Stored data
-=-=-

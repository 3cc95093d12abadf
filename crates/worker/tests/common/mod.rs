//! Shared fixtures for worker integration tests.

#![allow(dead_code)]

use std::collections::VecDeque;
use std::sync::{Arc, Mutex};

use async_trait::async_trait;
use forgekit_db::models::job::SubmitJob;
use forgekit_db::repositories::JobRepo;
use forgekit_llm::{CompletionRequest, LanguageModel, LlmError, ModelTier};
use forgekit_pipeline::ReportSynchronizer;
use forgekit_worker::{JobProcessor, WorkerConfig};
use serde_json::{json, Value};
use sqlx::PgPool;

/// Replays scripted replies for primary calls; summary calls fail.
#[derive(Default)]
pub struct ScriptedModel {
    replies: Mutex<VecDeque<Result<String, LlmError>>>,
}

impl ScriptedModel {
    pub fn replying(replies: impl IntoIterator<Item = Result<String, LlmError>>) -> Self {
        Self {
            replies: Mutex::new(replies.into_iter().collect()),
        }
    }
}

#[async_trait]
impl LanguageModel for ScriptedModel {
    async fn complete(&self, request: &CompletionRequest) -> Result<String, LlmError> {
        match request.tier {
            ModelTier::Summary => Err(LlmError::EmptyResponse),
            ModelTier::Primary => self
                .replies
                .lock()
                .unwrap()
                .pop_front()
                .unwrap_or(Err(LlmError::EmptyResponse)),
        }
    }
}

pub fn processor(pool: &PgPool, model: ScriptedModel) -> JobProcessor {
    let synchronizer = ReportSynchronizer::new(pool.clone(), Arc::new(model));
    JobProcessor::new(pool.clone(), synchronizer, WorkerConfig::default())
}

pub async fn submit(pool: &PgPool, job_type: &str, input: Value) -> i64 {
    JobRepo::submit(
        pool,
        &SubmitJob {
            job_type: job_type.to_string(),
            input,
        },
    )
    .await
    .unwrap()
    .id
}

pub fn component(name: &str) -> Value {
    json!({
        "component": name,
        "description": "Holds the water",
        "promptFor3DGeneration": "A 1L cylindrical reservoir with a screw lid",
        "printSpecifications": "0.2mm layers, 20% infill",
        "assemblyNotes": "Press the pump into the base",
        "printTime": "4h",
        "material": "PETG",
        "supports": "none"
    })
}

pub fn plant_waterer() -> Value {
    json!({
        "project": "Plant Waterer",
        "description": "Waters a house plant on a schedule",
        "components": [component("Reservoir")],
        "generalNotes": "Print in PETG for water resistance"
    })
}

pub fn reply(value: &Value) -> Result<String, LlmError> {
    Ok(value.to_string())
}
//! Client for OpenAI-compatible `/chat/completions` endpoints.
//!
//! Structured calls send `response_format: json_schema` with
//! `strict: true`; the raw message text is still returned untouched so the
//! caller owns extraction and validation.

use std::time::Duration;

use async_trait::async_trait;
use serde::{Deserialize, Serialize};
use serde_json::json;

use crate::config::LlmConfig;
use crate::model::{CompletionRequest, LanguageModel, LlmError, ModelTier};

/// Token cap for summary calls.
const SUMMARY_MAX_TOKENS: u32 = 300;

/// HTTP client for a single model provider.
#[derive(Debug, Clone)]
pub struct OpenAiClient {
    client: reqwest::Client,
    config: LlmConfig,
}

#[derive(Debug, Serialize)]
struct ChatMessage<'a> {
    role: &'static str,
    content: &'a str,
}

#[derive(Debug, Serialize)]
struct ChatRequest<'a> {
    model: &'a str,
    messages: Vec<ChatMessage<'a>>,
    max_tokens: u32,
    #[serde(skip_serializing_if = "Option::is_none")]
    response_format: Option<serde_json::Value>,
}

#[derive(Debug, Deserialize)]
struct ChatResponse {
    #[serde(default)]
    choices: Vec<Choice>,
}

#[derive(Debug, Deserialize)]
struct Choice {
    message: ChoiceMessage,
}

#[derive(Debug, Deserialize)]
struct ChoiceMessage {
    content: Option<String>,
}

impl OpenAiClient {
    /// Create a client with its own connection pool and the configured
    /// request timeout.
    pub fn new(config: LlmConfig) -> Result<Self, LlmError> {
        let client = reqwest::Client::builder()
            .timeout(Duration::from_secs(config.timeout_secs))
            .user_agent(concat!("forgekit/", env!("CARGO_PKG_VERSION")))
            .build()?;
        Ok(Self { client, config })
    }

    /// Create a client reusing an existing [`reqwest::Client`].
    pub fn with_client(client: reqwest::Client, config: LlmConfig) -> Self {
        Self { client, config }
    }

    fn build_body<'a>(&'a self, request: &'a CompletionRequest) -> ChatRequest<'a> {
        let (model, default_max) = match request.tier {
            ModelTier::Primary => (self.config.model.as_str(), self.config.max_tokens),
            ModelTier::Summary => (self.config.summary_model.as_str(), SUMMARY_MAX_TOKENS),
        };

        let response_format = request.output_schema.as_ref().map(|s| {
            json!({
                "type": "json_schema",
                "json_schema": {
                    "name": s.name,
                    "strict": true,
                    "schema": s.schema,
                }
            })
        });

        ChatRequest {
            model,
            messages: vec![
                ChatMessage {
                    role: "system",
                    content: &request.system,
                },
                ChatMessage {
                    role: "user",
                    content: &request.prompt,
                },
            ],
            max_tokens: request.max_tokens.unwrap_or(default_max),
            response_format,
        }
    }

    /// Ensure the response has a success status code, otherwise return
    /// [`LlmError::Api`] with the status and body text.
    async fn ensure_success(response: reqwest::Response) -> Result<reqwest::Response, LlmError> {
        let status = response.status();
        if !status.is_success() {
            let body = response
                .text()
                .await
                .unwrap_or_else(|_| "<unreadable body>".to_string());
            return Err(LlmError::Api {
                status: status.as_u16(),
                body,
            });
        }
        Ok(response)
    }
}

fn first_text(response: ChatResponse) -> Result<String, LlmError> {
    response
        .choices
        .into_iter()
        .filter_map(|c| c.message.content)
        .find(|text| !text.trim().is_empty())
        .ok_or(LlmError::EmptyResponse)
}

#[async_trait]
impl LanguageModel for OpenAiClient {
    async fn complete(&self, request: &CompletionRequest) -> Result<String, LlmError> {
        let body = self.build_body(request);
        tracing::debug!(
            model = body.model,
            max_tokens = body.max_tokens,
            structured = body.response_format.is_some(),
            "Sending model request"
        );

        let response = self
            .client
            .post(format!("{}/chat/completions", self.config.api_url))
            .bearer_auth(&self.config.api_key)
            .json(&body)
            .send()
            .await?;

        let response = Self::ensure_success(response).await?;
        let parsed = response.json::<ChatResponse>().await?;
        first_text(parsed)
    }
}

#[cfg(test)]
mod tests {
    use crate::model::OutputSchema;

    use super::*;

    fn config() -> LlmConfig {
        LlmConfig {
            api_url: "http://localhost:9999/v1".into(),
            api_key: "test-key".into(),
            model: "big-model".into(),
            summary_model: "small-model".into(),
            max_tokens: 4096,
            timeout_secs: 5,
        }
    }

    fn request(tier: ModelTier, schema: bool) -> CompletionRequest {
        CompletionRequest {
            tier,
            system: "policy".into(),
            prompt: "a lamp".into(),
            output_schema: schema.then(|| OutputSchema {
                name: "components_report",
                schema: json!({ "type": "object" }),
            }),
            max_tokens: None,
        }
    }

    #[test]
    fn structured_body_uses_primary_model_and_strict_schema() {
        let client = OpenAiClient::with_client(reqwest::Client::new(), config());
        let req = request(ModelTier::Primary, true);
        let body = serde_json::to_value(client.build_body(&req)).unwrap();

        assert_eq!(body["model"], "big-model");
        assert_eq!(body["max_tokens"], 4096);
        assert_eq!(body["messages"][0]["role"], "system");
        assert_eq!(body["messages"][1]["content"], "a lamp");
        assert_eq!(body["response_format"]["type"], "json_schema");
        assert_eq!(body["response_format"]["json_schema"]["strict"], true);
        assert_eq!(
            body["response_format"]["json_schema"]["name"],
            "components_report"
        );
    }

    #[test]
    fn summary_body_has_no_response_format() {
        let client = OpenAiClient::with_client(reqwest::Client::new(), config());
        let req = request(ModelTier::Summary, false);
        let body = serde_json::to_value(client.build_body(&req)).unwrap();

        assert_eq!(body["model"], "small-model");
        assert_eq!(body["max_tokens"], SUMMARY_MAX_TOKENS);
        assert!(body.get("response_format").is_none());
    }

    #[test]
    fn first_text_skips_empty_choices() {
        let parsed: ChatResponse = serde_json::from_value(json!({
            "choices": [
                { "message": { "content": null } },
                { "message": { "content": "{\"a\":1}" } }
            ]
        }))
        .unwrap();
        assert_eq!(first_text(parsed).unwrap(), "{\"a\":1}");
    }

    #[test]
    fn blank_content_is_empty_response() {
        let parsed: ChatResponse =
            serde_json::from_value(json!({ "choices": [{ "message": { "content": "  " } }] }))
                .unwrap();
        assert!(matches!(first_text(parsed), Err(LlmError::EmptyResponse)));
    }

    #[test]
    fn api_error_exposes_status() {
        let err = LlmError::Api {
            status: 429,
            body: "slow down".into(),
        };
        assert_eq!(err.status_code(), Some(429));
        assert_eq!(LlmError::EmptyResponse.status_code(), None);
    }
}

-=-=-

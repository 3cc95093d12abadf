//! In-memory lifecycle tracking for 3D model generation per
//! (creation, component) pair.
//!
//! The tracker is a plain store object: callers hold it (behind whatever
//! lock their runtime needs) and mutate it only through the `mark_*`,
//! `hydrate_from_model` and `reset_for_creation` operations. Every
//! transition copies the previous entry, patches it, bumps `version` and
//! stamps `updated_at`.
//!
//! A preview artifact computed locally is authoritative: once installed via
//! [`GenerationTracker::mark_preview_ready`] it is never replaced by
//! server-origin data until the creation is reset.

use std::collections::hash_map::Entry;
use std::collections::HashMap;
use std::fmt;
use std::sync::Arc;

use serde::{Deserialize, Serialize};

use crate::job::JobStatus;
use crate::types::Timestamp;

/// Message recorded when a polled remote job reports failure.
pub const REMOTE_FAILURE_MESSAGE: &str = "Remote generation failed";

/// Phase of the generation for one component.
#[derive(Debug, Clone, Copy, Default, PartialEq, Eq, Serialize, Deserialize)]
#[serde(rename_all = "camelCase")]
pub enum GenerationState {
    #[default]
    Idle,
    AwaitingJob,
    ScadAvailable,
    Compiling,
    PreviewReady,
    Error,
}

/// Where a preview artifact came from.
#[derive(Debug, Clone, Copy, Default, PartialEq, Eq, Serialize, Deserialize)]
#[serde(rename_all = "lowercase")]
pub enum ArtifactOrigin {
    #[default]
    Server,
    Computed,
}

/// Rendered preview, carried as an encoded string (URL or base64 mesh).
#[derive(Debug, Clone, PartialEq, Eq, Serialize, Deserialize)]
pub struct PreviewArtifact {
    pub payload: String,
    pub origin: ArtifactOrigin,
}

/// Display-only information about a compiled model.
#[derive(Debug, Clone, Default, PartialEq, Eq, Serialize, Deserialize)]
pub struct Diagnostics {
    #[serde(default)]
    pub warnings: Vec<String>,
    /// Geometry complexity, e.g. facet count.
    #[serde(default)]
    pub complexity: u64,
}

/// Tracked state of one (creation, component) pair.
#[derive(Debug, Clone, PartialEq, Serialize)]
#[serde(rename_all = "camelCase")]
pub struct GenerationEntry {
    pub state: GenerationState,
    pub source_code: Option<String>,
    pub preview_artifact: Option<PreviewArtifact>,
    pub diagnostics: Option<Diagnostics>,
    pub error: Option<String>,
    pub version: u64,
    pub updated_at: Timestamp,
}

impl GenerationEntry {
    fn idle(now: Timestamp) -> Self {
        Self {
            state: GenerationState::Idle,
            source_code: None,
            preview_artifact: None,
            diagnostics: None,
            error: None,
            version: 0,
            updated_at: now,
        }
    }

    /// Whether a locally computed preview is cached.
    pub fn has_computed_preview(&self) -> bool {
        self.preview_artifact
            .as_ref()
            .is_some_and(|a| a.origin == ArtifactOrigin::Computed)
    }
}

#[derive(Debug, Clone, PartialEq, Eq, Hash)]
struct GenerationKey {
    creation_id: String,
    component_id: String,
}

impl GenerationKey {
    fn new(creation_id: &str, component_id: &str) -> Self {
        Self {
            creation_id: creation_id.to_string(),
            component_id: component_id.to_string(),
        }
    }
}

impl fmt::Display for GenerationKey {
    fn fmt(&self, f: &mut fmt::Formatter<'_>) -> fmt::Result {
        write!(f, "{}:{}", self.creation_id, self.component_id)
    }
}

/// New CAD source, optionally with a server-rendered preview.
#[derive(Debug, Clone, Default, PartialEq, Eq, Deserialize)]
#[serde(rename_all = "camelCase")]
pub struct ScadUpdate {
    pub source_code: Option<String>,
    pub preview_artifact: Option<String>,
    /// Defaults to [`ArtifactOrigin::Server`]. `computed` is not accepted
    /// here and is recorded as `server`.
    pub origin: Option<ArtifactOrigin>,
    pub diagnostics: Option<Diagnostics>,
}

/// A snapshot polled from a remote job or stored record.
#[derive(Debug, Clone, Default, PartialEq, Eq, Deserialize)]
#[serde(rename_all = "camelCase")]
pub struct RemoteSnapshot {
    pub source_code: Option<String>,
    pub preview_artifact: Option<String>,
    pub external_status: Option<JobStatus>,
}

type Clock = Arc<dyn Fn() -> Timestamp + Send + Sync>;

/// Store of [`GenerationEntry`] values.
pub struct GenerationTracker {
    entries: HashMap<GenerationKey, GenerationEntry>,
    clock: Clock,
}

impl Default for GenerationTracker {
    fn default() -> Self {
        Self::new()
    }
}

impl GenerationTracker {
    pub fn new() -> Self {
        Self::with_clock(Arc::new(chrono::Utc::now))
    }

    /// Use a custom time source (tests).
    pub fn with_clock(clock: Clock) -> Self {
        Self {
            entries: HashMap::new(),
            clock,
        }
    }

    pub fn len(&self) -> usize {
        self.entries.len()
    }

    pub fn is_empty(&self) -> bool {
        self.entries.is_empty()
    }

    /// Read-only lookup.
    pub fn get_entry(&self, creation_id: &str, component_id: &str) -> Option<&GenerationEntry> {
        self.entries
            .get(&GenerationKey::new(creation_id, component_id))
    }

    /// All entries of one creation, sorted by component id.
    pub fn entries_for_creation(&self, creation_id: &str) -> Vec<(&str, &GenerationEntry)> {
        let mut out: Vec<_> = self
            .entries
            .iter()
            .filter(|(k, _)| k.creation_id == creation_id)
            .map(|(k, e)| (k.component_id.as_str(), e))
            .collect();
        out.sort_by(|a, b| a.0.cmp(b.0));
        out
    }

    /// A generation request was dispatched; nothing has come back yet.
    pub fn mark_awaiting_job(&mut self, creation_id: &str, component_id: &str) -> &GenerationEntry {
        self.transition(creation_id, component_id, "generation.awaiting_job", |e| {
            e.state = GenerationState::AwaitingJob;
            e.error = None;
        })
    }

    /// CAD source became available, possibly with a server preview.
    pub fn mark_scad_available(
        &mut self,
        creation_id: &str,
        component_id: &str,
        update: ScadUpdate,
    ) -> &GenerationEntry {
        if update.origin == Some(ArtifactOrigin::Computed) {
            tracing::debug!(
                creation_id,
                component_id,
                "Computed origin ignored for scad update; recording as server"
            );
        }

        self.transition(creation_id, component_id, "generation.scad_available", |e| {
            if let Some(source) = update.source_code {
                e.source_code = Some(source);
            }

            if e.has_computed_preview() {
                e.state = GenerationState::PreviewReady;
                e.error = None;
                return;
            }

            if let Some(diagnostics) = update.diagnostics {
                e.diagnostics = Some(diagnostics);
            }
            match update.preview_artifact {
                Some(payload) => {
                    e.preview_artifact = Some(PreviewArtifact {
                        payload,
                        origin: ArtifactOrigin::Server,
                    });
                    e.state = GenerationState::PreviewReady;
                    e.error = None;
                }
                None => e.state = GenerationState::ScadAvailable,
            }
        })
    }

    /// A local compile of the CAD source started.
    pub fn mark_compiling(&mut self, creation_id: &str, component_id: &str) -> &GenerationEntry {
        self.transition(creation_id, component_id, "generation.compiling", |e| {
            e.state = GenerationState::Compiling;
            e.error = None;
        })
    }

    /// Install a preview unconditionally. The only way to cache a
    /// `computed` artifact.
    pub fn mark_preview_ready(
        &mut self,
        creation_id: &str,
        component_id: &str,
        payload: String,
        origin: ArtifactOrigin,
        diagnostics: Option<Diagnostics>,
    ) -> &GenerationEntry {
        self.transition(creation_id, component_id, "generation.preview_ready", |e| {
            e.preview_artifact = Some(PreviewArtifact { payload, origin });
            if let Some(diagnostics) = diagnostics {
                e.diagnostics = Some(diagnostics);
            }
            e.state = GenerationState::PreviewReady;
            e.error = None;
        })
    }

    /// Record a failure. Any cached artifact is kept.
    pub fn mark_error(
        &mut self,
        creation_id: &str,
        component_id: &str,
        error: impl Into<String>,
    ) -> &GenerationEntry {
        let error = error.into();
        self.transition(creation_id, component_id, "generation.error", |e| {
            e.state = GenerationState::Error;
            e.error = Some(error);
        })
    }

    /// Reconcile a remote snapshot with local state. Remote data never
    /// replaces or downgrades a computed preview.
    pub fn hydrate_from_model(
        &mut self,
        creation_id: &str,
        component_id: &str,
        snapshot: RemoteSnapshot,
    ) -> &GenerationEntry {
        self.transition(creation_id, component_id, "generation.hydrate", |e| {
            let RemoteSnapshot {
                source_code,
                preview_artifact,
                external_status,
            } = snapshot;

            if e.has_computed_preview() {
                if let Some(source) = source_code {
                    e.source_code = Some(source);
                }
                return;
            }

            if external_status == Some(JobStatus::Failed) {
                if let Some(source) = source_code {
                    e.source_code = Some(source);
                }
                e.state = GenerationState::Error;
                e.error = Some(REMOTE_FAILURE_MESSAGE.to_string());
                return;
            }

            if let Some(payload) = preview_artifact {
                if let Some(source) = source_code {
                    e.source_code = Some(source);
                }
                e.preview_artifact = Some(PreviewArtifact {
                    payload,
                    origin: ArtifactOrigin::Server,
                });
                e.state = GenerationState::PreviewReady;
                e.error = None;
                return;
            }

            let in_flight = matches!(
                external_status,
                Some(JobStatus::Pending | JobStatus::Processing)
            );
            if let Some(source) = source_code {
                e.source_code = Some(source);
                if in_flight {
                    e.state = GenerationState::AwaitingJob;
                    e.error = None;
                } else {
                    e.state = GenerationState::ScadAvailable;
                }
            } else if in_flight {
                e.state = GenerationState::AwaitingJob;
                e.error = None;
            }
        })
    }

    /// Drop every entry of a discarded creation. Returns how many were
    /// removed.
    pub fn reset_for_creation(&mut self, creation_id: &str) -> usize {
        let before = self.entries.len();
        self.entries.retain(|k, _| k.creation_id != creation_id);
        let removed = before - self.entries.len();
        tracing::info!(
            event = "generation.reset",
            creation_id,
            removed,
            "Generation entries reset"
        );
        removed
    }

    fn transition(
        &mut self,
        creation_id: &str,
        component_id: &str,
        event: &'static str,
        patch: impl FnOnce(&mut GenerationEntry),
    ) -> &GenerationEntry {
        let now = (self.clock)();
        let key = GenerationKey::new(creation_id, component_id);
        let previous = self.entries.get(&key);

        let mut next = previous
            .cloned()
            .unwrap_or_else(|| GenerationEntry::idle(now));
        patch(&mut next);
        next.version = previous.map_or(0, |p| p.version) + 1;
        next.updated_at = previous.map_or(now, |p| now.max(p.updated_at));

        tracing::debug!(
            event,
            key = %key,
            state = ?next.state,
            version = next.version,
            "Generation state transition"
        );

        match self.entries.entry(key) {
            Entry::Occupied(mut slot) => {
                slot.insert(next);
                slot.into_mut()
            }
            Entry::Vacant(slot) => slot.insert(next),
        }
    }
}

-=-=-

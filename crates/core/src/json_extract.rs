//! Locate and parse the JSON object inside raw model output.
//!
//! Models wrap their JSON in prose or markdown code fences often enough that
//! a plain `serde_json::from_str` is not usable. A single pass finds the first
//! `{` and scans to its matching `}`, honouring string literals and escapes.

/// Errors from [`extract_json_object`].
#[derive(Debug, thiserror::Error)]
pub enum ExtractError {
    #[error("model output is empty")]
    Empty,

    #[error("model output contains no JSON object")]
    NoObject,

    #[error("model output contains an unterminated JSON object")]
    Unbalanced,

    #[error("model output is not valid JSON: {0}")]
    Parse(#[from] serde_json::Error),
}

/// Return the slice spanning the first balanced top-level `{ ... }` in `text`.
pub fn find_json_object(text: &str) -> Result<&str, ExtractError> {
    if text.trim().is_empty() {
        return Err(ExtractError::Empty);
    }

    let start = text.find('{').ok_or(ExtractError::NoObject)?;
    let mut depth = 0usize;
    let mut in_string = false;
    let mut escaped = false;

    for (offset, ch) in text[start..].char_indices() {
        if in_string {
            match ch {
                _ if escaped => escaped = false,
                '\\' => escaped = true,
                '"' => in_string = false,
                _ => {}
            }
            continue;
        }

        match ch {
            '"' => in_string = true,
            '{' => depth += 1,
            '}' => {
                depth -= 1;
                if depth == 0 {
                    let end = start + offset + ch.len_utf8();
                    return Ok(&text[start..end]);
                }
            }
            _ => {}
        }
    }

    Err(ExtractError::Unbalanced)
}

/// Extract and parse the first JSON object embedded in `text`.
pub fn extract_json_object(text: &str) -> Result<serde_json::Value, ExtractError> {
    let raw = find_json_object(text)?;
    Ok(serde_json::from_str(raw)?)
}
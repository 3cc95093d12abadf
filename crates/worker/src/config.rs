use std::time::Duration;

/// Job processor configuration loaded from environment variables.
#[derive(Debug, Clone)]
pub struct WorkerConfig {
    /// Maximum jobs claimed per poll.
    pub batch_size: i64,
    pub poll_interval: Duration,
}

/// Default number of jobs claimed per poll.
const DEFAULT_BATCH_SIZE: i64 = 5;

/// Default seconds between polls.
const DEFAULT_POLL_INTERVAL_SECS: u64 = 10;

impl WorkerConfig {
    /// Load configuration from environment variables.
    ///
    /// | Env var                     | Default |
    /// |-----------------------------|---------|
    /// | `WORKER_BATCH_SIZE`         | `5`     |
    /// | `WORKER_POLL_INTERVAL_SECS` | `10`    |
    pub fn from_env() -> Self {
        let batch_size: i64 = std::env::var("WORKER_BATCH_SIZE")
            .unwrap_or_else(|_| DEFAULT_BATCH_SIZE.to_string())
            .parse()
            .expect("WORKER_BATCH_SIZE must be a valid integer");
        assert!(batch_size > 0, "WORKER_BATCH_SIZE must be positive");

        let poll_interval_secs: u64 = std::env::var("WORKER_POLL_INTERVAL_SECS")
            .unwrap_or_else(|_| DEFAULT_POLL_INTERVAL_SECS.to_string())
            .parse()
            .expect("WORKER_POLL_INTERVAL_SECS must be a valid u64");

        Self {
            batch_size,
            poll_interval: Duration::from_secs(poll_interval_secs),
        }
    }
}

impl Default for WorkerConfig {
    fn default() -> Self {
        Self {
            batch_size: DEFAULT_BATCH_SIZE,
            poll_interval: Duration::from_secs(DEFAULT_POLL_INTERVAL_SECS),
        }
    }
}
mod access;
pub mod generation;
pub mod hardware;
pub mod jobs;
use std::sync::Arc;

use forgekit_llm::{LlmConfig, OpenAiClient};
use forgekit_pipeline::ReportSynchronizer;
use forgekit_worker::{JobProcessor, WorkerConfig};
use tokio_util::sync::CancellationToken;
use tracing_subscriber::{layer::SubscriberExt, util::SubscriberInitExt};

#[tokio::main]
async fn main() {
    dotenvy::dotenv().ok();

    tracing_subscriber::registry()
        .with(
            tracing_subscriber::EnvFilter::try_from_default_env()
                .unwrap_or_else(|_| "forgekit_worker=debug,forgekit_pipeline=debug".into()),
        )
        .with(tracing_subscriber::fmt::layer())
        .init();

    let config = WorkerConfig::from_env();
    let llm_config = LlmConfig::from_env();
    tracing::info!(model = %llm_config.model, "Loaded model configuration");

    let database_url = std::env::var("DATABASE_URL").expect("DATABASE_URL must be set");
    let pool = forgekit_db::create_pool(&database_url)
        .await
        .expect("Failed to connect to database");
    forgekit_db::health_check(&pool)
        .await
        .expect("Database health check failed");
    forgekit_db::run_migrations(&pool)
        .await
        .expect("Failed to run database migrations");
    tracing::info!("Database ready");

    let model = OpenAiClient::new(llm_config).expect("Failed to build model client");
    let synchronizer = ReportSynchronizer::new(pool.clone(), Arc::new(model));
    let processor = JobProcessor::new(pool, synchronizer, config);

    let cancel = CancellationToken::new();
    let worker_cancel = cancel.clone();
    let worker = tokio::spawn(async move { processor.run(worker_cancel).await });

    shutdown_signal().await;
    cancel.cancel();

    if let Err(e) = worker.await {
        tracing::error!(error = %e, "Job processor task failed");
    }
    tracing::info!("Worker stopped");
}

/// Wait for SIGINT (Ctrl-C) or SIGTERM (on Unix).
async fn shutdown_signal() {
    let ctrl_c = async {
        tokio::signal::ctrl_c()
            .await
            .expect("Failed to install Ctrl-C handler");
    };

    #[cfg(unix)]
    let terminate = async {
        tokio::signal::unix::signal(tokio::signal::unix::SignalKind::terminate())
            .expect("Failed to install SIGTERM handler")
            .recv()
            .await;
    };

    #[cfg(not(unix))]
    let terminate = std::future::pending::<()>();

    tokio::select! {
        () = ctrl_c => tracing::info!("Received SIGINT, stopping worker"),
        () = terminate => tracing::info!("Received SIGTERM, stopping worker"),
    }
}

-=-=-

About this task: All lines of the entries above where "calls" turns up should be reported.

Answer box:
/// Replays scripted replies for primary calls; summary calls fail.
//! Structured calls send `response_format: json_schema` with
/// Token cap for summary calls.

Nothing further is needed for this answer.